Check every line of the material below, and show those that contain "enclosing".

Start of EXERCISE MATERIAL

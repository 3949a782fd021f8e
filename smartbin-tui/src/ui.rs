use ratatui::{
    prelude::*,
    symbols::Marker,
    widgets::{
        Block, Borders, Cell, List, ListItem, ListState, Paragraph, Row, Table, Wrap,
        canvas::{Canvas, Context, Line as CanvasLine, Points},
    },
};
use smartbin_core::{
    map::{MIN_VIEW_SPAN, MapLayers, MarkerSize, Viewport},
    model::{AlertSeverity, Bin, ConnectionStatus, Coordinate, RiskLevel, WasteCategory},
    notify::Severity,
    registry::HIGH_PRIORITY_THRESHOLD,
};

use crate::app::{App, DetailView};

/// Segments per dashed direct line; odd ones are left blank.
const DASH_SEGMENTS: u32 = 24;

pub(crate) fn draw(frame: &mut Frame<'_>, app: &App) {
    let area = frame.area();

    // Outer layout: header, main content, status line
    let layout_chunks = Layout::default()
        .direction(Direction::Vertical)
        .constraints([
            Constraint::Length(3),
            Constraint::Min(0),
            Constraint::Length(4),
        ])
        .split(area);

    let [header_area, content_area, status_area] = layout_chunks.as_ref() else {
        return;
    };

    draw_header(frame, app, *header_area);

    let columns = Layout::default()
        .direction(Direction::Horizontal)
        .constraints([Constraint::Percentage(35), Constraint::Percentage(65)])
        .split(*content_area);
    let [list_area, right_area] = columns.as_ref() else {
        return;
    };

    let rows = Layout::default()
        .direction(Direction::Vertical)
        .constraints([Constraint::Percentage(60), Constraint::Percentage(40)])
        .split(*right_area);
    let [map_area, detail_area] = rows.as_ref() else {
        return;
    };

    draw_bin_list(frame, app, *list_area);
    draw_map(frame, app.dashboard.map(), *map_area);
    match app.detail {
        DetailView::Bin => draw_bin_detail(frame, app, *detail_area),
        DetailView::Route => draw_route(frame, app, *detail_area),
        DetailView::Prediction => draw_prediction(frame, app, *detail_area),
        DetailView::Navigation => draw_navigation(frame, app, *detail_area),
        DetailView::Alerts => draw_alerts(frame, app, *detail_area),
    }

    draw_status(frame, app, *status_area);
}

fn draw_header(frame: &mut Frame<'_>, app: &App, area: Rect) {
    let dashboard = &app.dashboard;
    let (connection, connection_style) = match dashboard.connection() {
        ConnectionStatus::Connected => ("connected", Style::default().fg(Color::Green)),
        ConnectionStatus::Error => ("backend unreachable", Style::default().fg(Color::Red)),
        ConnectionStatus::Unknown => ("connecting…", Style::default().fg(Color::Yellow)),
    };
    let stats = dashboard.registry().stats();

    let mut spans = vec![Span::styled(connection, connection_style)];
    if let Some(database) = dashboard
        .health()
        .and_then(|health| health.database.as_deref())
    {
        spans.push(Span::raw(format!(" ({database})")));
    }
    spans.push(Span::raw(format!(
        " · {} bins · {} high priority · {} critical · avg fill {:.0}%",
        stats.total, stats.high_priority, stats.critical, stats.average_fill
    )));
    if let Some(savings) = dashboard
        .registry()
        .system_stats()
        .and_then(|system| system.fuel_savings_percent)
    {
        spans.push(Span::raw(format!(" · fuel savings {savings:.1}%")));
    }
    if let Some(session) = dashboard.navigation().session() {
        spans.push(Span::styled(
            format!(
                " · en route to {} ({} min)",
                session.destination.id,
                session.remaining_minutes()
            ),
            Style::default().fg(Color::Cyan),
        ));
    }

    let header = Paragraph::new(Line::from(spans)).block(
        Block::default()
            .borders(Borders::ALL)
            .title("SmartBin – waste collection monitor"),
    );
    frame.render_widget(header, area);
}
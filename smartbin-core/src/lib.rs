//! Core types and application wiring for the smartbin waste monitoring client.

/// Map layer projection of bins, routes, and the vehicle.
pub mod map;
/// Domain models and identifiers.
pub mod model;
/// Time-driven navigation simulation.
pub mod navigation;
/// Short-lived user notifications.
pub mod notify;
/// Trait describing the backend gateway.
pub mod ports;
/// In-memory bin collection.
pub mod registry;
/// Backend requests and their responses.
pub mod request;
/// Recurring timers and the events they emit.
pub mod scheduler;
/// Application context used by front ends.
pub mod service;

pub use model::*;
pub use ports::*;
pub use service::*;
#![cfg_attr(feature = "fail-on-warnings", deny(warnings))]
#![warn(clippy::all, clippy::pedantic, clippy::nursery, clippy::cargo)]
#![allow(clippy::multiple_crate_versions, clippy::cargo_common_metadata)]

//! Places directory query interface.
//!
//! The outdoor detection engine only ever talks to a places backend
//! through the [`PlacesQuery`] trait. This crate defines that trait, the
//! shared [`PlacesError`] type, and a concrete client for the Google
//! Places web service:
//!
//! - [`google`]: nearby search, keyword search, and place details.
//! - [`retry`]: HTTP retry with exponential backoff for transient errors.
//! - [`service_registry`]: backend configurations embedded from TOML
//!   files in `services/`.

pub mod google;
pub mod retry;
pub mod service_registry;

use async_trait::async_trait;
use thiserror::Error;

pub use touch_grass_places_models::{GeoCoordinates, Place, PlaceGeometry, Viewport};

/// Errors from places directory operations.
#[derive(Debug, Error)]
pub enum PlacesError {
    /// HTTP request failed.
    #[error("HTTP error: {0}")]
    Http(#[from] reqwest::Error),

    /// JSON parsing failed.
    #[error("JSON error: {0}")]
    Json(#[from] serde_json::Error),

    /// The request did not complete within the configured timeout.
    #[error("Request timed out")]
    Timeout,

    /// The backend rejected the request because of quota or rate limits.
    #[error("Rate limit exceeded")]
    RateLimited,

    /// The backend refused the request (bad key, malformed parameters).
    #[error("Request denied: {message}")]
    RequestDenied {
        /// Message returned by the backend, if any.
        message: String,
    },

    /// The response could not be interpreted.
    #[error("Parse error: {message}")]
    Parse {
        /// Description of the parsing failure.
        message: String,
    },

    /// The backend is unreachable or reported an internal failure.
    #[error("Places backend unavailable: {message}")]
    Unavailable {
        /// Description of what went wrong.
        message: String,
    },

    /// Client configuration is missing or invalid.
    #[error("Configuration error: {message}")]
    Config {
        /// Description of what went wrong.
        message: String,
    },
}

impl PlacesError {
    /// Returns `true` for failures that only affect a single query and
    /// should degrade to "no results" rather than abort the caller.
    #[must_use]
    pub fn is_soft(&self) -> bool {
        match self {
            Self::Timeout | Self::RateLimited => true,
            Self::Http(e) => e.is_timeout(),
            Self::Json(_)
            | Self::RequestDenied { .. }
            | Self::Parse { .. }
            | Self::Unavailable { .. }
            | Self::Config { .. } => false,
        }
    }
}

/// Query surface of an external places directory.
///
/// Implementations are black boxes to the detection engine: every call
/// may be slow or fail, and each call is independent. Implementations are
/// responsible for their own per-request timeouts.
#[async_trait]
pub trait PlacesQuery: Send + Sync {
    /// Returns places of `place_type` within `radius_meters` of
    /// `coordinates`.
    ///
    /// # Errors
    ///
    /// Returns [`PlacesError`] if the backend call fails.
    async fn search_nearby(
        &self,
        coordinates: GeoCoordinates,
        radius_meters: u32,
        place_type: &str,
    ) -> Result<Vec<Place>, PlacesError>;

    /// Returns places matching the free-text `keyword` within
    /// `radius_meters` of `coordinates`.
    ///
    /// # Errors
    ///
    /// Returns [`PlacesError`] if the backend call fails.
    async fn search_by_keyword(
        &self,
        coordinates: GeoCoordinates,
        radius_meters: u32,
        keyword: &str,
    ) -> Result<Vec<Place>, PlacesError>;

    /// Returns the full record for `place_id`, or `None` if the backend
    /// does not know it.
    ///
    /// # Errors
    ///
    /// Returns [`PlacesError`] if the backend call fails.
    async fn get_details(&self, place_id: &str) -> Result<Option<Place>, PlacesError>;
}

#[cfg(test)]
mod tests {
    use super::*;

    #[test]
    fn soft_errors() {
        assert!(PlacesError::Timeout.is_soft());
        assert!(PlacesError::RateLimited.is_soft());
        assert!(
            !PlacesError::Unavailable {
                message: "down".to_string()
            }
            .is_soft()
        );
        assert!(
            !PlacesError::RequestDenied {
                message: "bad key".to_string()
            }
            .is_soft()
        );
    }
}
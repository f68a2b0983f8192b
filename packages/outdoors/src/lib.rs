#![cfg_attr(feature = "fail-on-warnings", deny(warnings))]
#![warn(clippy::all, clippy::pedantic, clippy::nursery, clippy::cargo)]
#![allow(clippy::multiple_crate_versions, clippy::cargo_common_metadata)]

//! Outdoor / natural-area detection engine.
//!
//! Decides whether a coordinate is outdoors in a vegetated or natural
//! place, using signals from an external places directory. The pipeline
//! runs in four stages, sequenced by [`detector`]:
//!
//! 1. [`aggregator`]: concurrent places queries merged into a
//!    [`PlaceContext`], using the geometry in [`boundary`].
//! 2. [`classifier`]: an ordered rule table assigns a [`SpaceCategory`].
//! 3. [`confidence`]: independent adjustments on top of the rule's base
//!    confidence, clamped to 0-100, decide the verdict.
//! 4. [`explanations`]: user-facing phrases for the verdict.
//!
//! Aggregation, classification, and scoring log through an injected
//! `&dyn log::Log`. [`detect_outdoor_location`] passes the global logger.
//!
//! [`PlaceContext`]: touch_grass_outdoors_models::PlaceContext
//! [`SpaceCategory`]: touch_grass_outdoors_models::SpaceCategory

pub mod aggregator;
pub mod boundary;
pub mod classifier;
pub mod confidence;
pub mod detector;
pub mod explanations;
pub mod signals;

#[cfg(test)]
pub(crate) mod testing;

use std::any::Any;

use thiserror::Error;
use touch_grass_places::PlacesError;

pub use detector::{detect_outdoor_location, detect_outdoor_location_with_logger};

/// Errors that abort a detection pipeline.
///
/// These never escape [`detect_outdoor_location`]; they are turned into
/// its conservative fallback result.
#[derive(Debug, Error)]
pub enum OutdoorsError {
    /// The places backend failed hard.
    #[error("Places backend failed: {0}")]
    Places(#[from] PlacesError),

    /// The query coordinate is not a valid WGS84 position.
    #[error("Invalid coordinates: lat={lat}, lng={lng}")]
    InvalidCoordinates {
        /// Latitude as given.
        lat: f64,
        /// Longitude as given.
        lng: f64,
    },

    /// A pipeline stage panicked.
    #[error("Detection panicked: {message}")]
    Panicked {
        /// Panic payload, if it was a string.
        message: String,
    },
}

/// Extracts the message of a caught panic payload.
pub(crate) fn panic_message(payload: &(dyn Any + Send)) -> String {
    payload
        .downcast_ref::<&str>()
        .map(ToString::to_string)
        .or_else(|| payload.downcast_ref::<String>().cloned())
        .unwrap_or_else(|| "unknown panic".to_string())
}
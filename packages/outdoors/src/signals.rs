//! Place-type and name vocabularies.
//!
//! Type lists use the Google Places type tags. Name patterns catch places
//! whose tags are too generic (`point_of_interest`, `establishment`) but
//! whose names give them away, e.g. "Marsh Creek Nature Preserve".

use regex::Regex;
use std::sync::LazyLock;

/// Types queried with nearby search to find natural areas.
pub const NATURAL_SEARCH_TYPES: &[&str] = &[
    "park",
    "natural_feature",
    "forest",
    "trail",
    "hiking_area",
    "campground",
    "national_park",
    "golf_course",
    "beach",
    "zoo",
];

/// Types queried with nearby search to find buildings.
pub const BUILDING_SEARCH_TYPES: &[&str] = &[
    "store",
    "restaurant",
    "bank",
    "shopping_mall",
    "lodging",
    "residential",
    "apartment_complex",
];

/// Free-text keyword searches.
pub const SEARCH_KEYWORDS: &[&str] = &[
    "park",
    "forest",
    "nature",
    "preserve",
    "conservation",
    "waterfront",
    "river",
    "lake",
    "trail",
    "beach",
];

/// Types that make a place a building candidate.
pub const BUILDING_TYPES: &[&str] = &[
    "store",
    "restaurant",
    "bank",
    "shopping_mall",
    "supermarket",
    "department_store",
    "cafe",
    "bar",
    "lodging",
    "office",
    "school",
    "hospital",
    "library",
    "gym",
    "church",
    "movie_theater",
    "residential",
    "apartment_complex",
    "premise",
    "subpremise",
];

/// Types that mark a place as natural or vegetated.
pub const NATURAL_TYPES: &[&str] = &[
    "park",
    "natural_feature",
    "forest",
    "trail",
    "hiking_area",
    "campground",
    "rv_park",
    "national_park",
    "beach",
];

/// Containing boundaries of these types exempt a location from being
/// flagged as a building.
pub const EXEMPTING_BOUNDARY_TYPES: &[&str] = &[
    "park",
    "natural_feature",
    "forest",
    "hiking_area",
    "campground",
    "national_park",
];

/// A building candidate carrying one of these types is an outdoor
/// facility (visitor center, boathouse) rather than an enclosing building.
pub const OUTDOOR_EXEMPTION_TYPES: &[&str] = &[
    "park",
    "natural_feature",
    "campground",
    "rv_park",
    "golf_course",
    "beach",
    "zoo",
    "stadium",
    "hiking_area",
];

/// Types that indicate housing.
pub const RESIDENTIAL_TYPES: &[&str] = &[
    "residential",
    "apartment_complex",
    "housing_complex",
    "condominium_complex",
    "neighborhood",
];

/// Enclosed venues.
pub const INDOOR_VENUE_TYPES: &[&str] = &[
    "shopping_mall",
    "department_store",
    "supermarket",
    "movie_theater",
    "museum",
    "library",
    "hospital",
    "airport",
    "lodging",
];

/// Streets and transit infrastructure.
pub const URBAN_TYPES: &[&str] = &[
    "route",
    "street_address",
    "intersection",
    "transit_station",
    "bus_station",
    "train_station",
    "subway_station",
    "parking",
];

/// Residential, commercial, and office keywords in place names.
pub static BUILDING_NAME_RE: LazyLock<Regex> = LazyLock::new(|| {
    Regex::new(
        r"(?i)\b(apartments?|condos?|condominiums?|lofts?|residences?|townhomes?|tower|mall|office|offices|building|hotel|inn|suites|store|market|bank|restaurant|headquarters)\b",
    )
    .expect("valid regex")
});

/// Names of outdoor facilities that should not count as enclosing
/// buildings.
pub static OUTDOOR_EXEMPTION_NAME_RE: LazyLock<Regex> = LazyLock::new(|| {
    Regex::new(
        r"(?i)\b(park|forest|trail|trailhead|nature|preserve|reserve|beach|garden|gardens|woods|greenway|campground|visitor center|boathouse|pavilion)\b",
    )
    .expect("valid regex")
});

/// Housing keywords in place names.
pub static RESIDENTIAL_NAME_RE: LazyLock<Regex> = LazyLock::new(|| {
    Regex::new(
        r"(?i)\b(apartments?|condos?|condominiums?|townhomes?|townhouses?|residences?|residential|housing|homes|estates|subdivision)\b",
    )
    .expect("valid regex")
});

/// National parks, forests, and monuments.
pub static NATIONAL_PARK_RE: LazyLock<Regex> = LazyLock::new(|| {
    Regex::new(r"(?i)\bnational\s+(park|forest|monument|seashore|recreation area|grassland)\b")
        .expect("valid regex")
});

/// Reserves, preserves, and other conservation land.
pub static PROTECTED_NAME_RE: LazyLock<Regex> = LazyLock::new(|| {
    Regex::new(
        r"(?i)\b(nature\s+reserve|nature\s+preserve|preserve|conservation\s+area|conservancy|wilderness|wildlife\s+(refuge|sanctuary|area)|bird\s+sanctuary|state\s+park|state\s+forest|land\s+trust)\b",
    )
    .expect("valid regex")
});

/// Forests and woodland.
pub static FOREST_NAME_RE: LazyLock<Regex> = LazyLock::new(|| {
    Regex::new(r"(?i)\b(forest|woods|woodland|woodlands|grove|arboretum)\b").expect("valid regex")
});

/// Trails and greenways.
pub static TRAIL_NAME_RE: LazyLock<Regex> = LazyLock::new(|| {
    Regex::new(r"(?i)\b(trail|trailhead|greenway|footpath|nature\s+path)\b").expect("valid regex")
});

/// Beaches.
pub static BEACH_NAME_RE: LazyLock<Regex> =
    LazyLock::new(|| Regex::new(r"(?i)\b(beach|dunes?)\b").expect("valid regex"));

/// Rivers, lakes, and waterfronts.
pub static WATER_NAME_RE: LazyLock<Regex> = LazyLock::new(|| {
    Regex::new(
        r"(?i)\b(river|riverfront|riverside|lake|lakefront|lakeshore|creek|pond|bay|harbou?r|waterfront|marina|lagoon|falls|shore)\b",
    )
    .expect("valid regex")
});

/// Plazas and squares.
pub static PLAZA_NAME_RE: LazyLock<Regex> = LazyLock::new(|| {
    Regex::new(r"(?i)\b(plaza|square|promenade|boardwalk|pier|esplanade|commons)\b")
        .expect("valid regex")
});

/// Returns `true` if any of `names` matches `pattern`.
pub fn any_name_matches<'a>(mut names: impl Iterator<Item = &'a str>, pattern: &Regex) -> bool {
    names.any(|name| pattern.is_match(name))
}
//! Rectangle containment and distance primitives.
//!
//! Boundaries are axis-aligned lat/lng rectangles. Containment is
//! edge-inclusive. Edge distances are raw degree deltas used only for
//! coarse "well inside" / "near the edge" bucketing; they are not metric
//! distances and must not be compared against meters.

use touch_grass_outdoors_models::Boundary;
use touch_grass_places_models::{GeoCoordinates, Place};

/// Half the side of a boundary synthesized around a bare point, in
/// degrees (about 55 m of latitude, so the square is roughly 110 m wide).
pub const FALLBACK_HALF_SIZE_DEGREES: f64 = 0.0005;

/// Mean Earth radius in meters (IUGG).
const EARTH_RADIUS_METERS: f64 = 6_371_008.8;

/// One side of a boundary rectangle.
#[derive(Debug, Clone, Copy, PartialEq, Eq)]
pub enum Edge {
    /// Maximum latitude.
    North,
    /// Minimum latitude.
    South,
    /// Maximum longitude.
    East,
    /// Minimum longitude.
    West,
}

impl Edge {
    /// Lowercase edge name for diagnostics.
    #[must_use]
    pub const fn as_str(self) -> &'static str {
        match self {
            Self::North => "north",
            Self::South => "south",
            Self::East => "east",
            Self::West => "west",
        }
    }
}

/// Returns `true` if `point` lies inside `boundary` or on any of its edges.
#[must_use]
pub fn is_point_in_boundary(point: GeoCoordinates, boundary: &Boundary) -> bool {
    boundary.southwest.lat <= point.lat
        && point.lat <= boundary.northeast.lat
        && boundary.southwest.lng <= point.lng
        && point.lng <= boundary.northeast.lng
}

/// Signed gap from `point` to each edge, positive on the inside.
fn edge_gaps(point: GeoCoordinates, boundary: &Boundary) -> [(Edge, f64); 4] {
    [
        (Edge::North, boundary.northeast.lat - point.lat),
        (Edge::South, point.lat - boundary.southwest.lat),
        (Edge::East, boundary.northeast.lng - point.lng),
        (Edge::West, point.lng - boundary.southwest.lng),
    ]
}

fn smallest_gap(point: GeoCoordinates, boundary: &Boundary) -> (Edge, f64) {
    let gaps = edge_gaps(point, boundary);
    gaps.into_iter()
        .skip(1)
        .fold(gaps[0], |best, gap| if gap.1 < best.1 { gap } else { best })
}

/// Distance from `point` to the nearest edge of `boundary`, in degrees.
///
/// Non-negative when the point is contained. Negative when it is outside,
/// with the magnitude of the largest overshoot past an edge (see
/// [`crossed_edge`] for which one).
#[must_use]
pub fn distance_from_edge(point: GeoCoordinates, boundary: &Boundary) -> f64 {
    smallest_gap(point, boundary).1
}

/// The edge `point` lies furthest beyond, or `None` if it is contained.
#[must_use]
pub fn crossed_edge(point: GeoCoordinates, boundary: &Boundary) -> Option<Edge> {
    let (edge, gap) = smallest_gap(point, boundary);
    (gap < 0.0).then_some(edge)
}

/// Builds a boundary for `place`.
///
/// Prefers the backend viewport. Falls back to a square of
/// [`FALLBACK_HALF_SIZE_DEGREES`] around the place's location. Returns
/// `None` when the place has no geometry at all.
#[must_use]
pub fn extract_boundary_from_place(place: &Place) -> Option<Boundary> {
    if let Some(viewport) = place.viewport() {
        return Some(Boundary::from_viewport(viewport.northeast, viewport.southwest));
    }

    let location = place.location()?;
    Some(Boundary::fallback(
        GeoCoordinates::new(
            location.lat + FALLBACK_HALF_SIZE_DEGREES,
            location.lng + FALLBACK_HALF_SIZE_DEGREES,
        ),
        GeoCoordinates::new(
            location.lat - FALLBACK_HALF_SIZE_DEGREES,
            location.lng - FALLBACK_HALF_SIZE_DEGREES,
        ),
    ))
}

/// Great-circle distance between two coordinates in meters.
#[must_use]
pub fn haversine_distance_meters(a: GeoCoordinates, b: GeoCoordinates) -> f64 {
    let lat1 = a.lat.to_radians();
    let lat2 = b.lat.to_radians();
    let dlat = (b.lat - a.lat).to_radians();
    let dlng = (b.lng - a.lng).to_radians();

    let h = (dlat / 2.0).sin().powi(2) + lat1.cos() * lat2.cos() * (dlng / 2.0).sin().powi(2);
    let c = 2.0 * h.sqrt().atan2((1.0 - h).sqrt());

    EARTH_RADIUS_METERS * c
}

#[cfg(test)]
mod tests {
    use super::*;

    fn unit_box() -> Boundary {
        Boundary::from_viewport(GeoCoordinates::new(1.0, 1.0), GeoCoordinates::new(0.0, 0.0))
    }

    #[test]
    fn contains_interior_point() {
        assert!(is_point_in_boundary(GeoCoordinates::new(0.5, 0.5), &unit_box()));
    }

    #[test]
    fn containment_is_edge_inclusive() {
        let b = unit_box();
        for point in [
            GeoCoordinates::new(1.0, 0.5),
            GeoCoordinates::new(0.0, 0.5),
            GeoCoordinates::new(0.5, 1.0),
            GeoCoordinates::new(0.5, 0.0),
            GeoCoordinates::new(0.0, 0.0),
            GeoCoordinates::new(1.0, 1.0),
        ] {
            assert!(is_point_in_boundary(point, &b), "{point:?} should be inside");
        }
    }

    #[test]
    fn epsilon_outside_any_edge_is_excluded() {
        let b = unit_box();
        let eps = 1e-9;
        for point in [
            GeoCoordinates::new(1.0 + eps, 0.5),
            GeoCoordinates::new(-eps, 0.5),
            GeoCoordinates::new(0.5, 1.0 + eps),
            GeoCoordinates::new(0.5, -eps),
        ] {
            assert!(!is_point_in_boundary(point, &b), "{point:?} should be outside");
        }
    }

    #[test]
    fn distance_inside_is_smallest_gap() {
        let d = distance_from_edge(GeoCoordinates::new(0.2, 0.5), &unit_box());
        assert!((d - 0.2).abs() < 1e-12);

        let center = distance_from_edge(GeoCoordinates::new(0.5, 0.5), &unit_box());
        assert!((center - 0.5).abs() < 1e-12);
        assert!(crossed_edge(GeoCoordinates::new(0.5, 0.5), &unit_box()).is_none());
    }

    #[test]
    fn distance_on_edge_is_zero() {
        let d = distance_from_edge(GeoCoordinates::new(1.0, 0.5), &unit_box());
        assert!(d.abs() < 1e-12);
    }

    #[test]
    fn distance_outside_is_negative_and_names_edge() {
        let north = GeoCoordinates::new(1.3, 0.5);
        assert!((distance_from_edge(north, &unit_box()) - -0.3).abs() < 1e-12);
        assert_eq!(crossed_edge(north, &unit_box()), Some(Edge::North));

        let west = GeoCoordinates::new(0.5, -0.25);
        assert!(distance_from_edge(west, &unit_box()) < 0.0);
        assert_eq!(crossed_edge(west, &unit_box()), Some(Edge::West));

        // Beyond two edges: the larger overshoot wins.
        let corner = GeoCoordinates::new(1.1, 1.4);
        assert_eq!(crossed_edge(corner, &unit_box()), Some(Edge::East));
    }

    #[test]
    fn extracts_viewport_as_true_boundary() {
        let place = Place::new("p")
            .with_location(GeoCoordinates::new(0.5, 0.5))
            .with_viewport(GeoCoordinates::new(1.0, 1.0), GeoCoordinates::new(0.0, 0.0));
        let boundary = extract_boundary_from_place(&place).unwrap();
        assert!(boundary.is_true_boundary);
        assert!(!boundary.is_fallback);
        assert_eq!(boundary, unit_box());
    }

    #[test]
    fn synthesizes_fallback_around_location() {
        let center = GeoCoordinates::new(45.0, -122.0);
        let place = Place::new("p").with_location(center);
        let boundary = extract_boundary_from_place(&place).unwrap();

        assert!(boundary.is_fallback);
        assert!(!boundary.is_true_boundary);
        assert!(is_point_in_boundary(center, &boundary));

        let width = haversine_distance_meters(
            GeoCoordinates::new(center.lat, boundary.southwest.lng),
            GeoCoordinates::new(center.lat, boundary.northeast.lng),
        );
        let height = haversine_distance_meters(
            GeoCoordinates::new(boundary.southwest.lat, center.lng),
            GeoCoordinates::new(boundary.northeast.lat, center.lng),
        );
        assert!((100.0..120.0).contains(&height), "height {height}");
        // Longitude degrees shrink with latitude.
        assert!(width < height);
    }

    #[test]
    fn no_geometry_no_boundary() {
        assert!(extract_boundary_from_place(&Place::new("p")).is_none());
    }

    #[test]
    fn haversine_same_point_is_zero() {
        let p = GeoCoordinates::new(51.5074, -0.1278);
        assert!(haversine_distance_meters(p, p).abs() < f64::EPSILON);
    }

    #[test]
    fn haversine_known_value() {
        // London to Paris is approximately 344 km.
        let london = GeoCoordinates::new(51.5074, -0.1278);
        let paris = GeoCoordinates::new(48.8566, 2.3522);
        let d = haversine_distance_meters(london, paris);
        assert!((d - 343_560.0).abs() < 5_000.0, "distance {d}");
    }
}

End of EXERCISE MATERIAL

SOLUTION BELOW:
/// facility (visitor center, boathouse) rather than an enclosing building.
/// Names of outdoor facilities that should not count as enclosing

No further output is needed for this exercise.